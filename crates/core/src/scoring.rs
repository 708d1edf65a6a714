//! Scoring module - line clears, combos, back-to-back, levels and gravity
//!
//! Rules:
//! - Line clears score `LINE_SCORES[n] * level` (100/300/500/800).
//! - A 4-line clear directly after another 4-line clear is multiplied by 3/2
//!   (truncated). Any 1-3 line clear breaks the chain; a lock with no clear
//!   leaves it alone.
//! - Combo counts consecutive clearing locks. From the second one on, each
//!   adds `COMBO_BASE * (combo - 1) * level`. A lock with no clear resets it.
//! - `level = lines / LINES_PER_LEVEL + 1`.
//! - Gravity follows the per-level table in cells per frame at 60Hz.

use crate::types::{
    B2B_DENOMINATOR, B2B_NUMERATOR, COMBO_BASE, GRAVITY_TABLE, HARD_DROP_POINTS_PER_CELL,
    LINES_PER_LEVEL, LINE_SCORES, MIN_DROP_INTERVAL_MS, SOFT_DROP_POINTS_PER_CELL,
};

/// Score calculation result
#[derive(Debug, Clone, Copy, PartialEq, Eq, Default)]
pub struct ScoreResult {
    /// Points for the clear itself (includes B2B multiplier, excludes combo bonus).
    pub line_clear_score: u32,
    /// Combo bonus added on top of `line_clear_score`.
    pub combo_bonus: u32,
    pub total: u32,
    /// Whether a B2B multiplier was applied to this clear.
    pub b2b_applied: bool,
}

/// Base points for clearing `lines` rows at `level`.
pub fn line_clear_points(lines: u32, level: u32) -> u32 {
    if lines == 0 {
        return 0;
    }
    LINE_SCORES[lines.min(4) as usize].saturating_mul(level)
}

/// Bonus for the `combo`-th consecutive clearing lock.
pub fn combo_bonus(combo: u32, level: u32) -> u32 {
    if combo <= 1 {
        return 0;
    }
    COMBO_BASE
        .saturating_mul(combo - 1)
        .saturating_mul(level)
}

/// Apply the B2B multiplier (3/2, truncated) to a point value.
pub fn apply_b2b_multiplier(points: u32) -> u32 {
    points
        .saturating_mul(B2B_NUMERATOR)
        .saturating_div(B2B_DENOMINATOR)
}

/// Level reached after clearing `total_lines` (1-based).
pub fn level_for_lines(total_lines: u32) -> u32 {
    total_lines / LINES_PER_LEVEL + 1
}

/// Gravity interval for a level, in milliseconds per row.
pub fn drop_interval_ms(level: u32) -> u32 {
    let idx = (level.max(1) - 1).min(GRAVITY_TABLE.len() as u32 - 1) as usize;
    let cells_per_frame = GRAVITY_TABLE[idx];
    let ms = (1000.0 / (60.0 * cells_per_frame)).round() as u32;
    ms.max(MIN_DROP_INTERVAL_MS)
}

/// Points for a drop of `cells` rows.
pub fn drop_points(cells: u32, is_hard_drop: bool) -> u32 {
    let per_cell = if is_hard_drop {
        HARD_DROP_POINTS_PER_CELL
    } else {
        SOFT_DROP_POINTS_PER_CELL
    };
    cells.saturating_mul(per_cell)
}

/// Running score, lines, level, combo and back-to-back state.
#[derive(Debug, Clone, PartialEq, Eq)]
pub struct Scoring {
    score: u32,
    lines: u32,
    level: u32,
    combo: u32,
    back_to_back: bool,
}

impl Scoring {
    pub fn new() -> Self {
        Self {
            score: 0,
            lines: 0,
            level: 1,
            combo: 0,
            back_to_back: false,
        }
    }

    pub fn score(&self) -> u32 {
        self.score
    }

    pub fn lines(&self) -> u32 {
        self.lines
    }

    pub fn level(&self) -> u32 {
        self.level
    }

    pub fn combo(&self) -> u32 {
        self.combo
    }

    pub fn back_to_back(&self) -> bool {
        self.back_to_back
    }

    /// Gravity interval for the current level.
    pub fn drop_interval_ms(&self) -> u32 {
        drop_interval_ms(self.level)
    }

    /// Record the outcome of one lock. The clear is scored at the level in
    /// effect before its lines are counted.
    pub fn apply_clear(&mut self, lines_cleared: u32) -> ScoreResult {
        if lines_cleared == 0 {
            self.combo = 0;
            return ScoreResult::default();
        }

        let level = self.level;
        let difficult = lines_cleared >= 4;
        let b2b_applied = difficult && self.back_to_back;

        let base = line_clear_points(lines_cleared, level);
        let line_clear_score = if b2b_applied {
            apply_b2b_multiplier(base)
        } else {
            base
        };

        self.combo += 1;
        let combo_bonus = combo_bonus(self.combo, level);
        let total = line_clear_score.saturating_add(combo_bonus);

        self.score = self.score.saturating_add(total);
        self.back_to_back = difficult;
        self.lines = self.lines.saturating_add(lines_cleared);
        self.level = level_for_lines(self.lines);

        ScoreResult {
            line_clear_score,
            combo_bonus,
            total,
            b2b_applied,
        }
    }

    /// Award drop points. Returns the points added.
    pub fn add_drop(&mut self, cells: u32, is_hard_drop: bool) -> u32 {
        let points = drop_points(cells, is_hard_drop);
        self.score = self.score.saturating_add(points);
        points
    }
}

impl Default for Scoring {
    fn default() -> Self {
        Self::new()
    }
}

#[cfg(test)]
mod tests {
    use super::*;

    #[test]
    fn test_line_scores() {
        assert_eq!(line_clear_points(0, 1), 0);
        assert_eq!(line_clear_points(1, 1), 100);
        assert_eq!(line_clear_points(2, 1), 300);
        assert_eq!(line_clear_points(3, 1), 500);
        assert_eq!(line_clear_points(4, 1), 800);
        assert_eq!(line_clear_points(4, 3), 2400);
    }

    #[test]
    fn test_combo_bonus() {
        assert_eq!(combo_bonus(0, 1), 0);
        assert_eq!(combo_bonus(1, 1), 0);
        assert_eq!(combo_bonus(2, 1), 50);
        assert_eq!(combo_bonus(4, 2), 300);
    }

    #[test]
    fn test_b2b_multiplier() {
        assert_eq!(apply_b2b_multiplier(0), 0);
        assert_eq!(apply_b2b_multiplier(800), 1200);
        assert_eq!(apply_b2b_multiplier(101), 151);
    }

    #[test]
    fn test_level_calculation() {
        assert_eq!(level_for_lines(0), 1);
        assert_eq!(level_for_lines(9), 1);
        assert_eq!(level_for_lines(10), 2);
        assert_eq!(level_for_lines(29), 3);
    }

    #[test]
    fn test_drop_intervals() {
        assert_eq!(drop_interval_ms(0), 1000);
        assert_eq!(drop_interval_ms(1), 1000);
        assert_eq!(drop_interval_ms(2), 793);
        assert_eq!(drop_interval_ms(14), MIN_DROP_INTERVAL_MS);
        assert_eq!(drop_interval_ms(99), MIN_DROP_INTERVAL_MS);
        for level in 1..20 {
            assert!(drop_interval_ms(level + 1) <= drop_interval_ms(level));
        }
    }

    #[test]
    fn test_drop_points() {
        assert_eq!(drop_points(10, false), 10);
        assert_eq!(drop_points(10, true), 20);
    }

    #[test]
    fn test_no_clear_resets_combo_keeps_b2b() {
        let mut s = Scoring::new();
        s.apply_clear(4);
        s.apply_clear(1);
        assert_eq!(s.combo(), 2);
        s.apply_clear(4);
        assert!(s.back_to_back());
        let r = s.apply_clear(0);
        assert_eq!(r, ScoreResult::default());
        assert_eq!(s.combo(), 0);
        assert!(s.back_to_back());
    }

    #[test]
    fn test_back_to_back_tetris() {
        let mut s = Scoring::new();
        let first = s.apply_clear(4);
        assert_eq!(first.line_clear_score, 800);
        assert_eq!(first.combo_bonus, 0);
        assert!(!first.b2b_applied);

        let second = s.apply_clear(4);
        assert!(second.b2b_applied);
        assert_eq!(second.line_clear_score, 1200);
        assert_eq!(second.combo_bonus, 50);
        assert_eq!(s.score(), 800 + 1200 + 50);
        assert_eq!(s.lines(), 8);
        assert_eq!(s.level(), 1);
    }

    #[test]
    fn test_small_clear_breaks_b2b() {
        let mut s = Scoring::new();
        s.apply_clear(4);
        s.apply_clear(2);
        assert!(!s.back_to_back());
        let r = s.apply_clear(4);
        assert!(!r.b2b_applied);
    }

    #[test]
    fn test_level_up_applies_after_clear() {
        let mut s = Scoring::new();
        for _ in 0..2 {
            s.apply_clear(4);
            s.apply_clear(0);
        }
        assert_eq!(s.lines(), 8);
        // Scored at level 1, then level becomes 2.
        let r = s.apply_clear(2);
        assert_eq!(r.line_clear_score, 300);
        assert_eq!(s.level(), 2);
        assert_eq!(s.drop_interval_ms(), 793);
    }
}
◆ ◆ ◆
--- The problem ---
Lines with "bool": find them in the data and copy each one.

--- Written response ---
    pub b2b_applied: bool,
pub fn drop_points(cells: u32, is_hard_drop: bool) -> u32 {
    back_to_back: bool,
    pub fn back_to_back(&self) -> bool {
    pub fn add_drop(&mut self, cells: u32, is_hard_drop: bool) -> u32 {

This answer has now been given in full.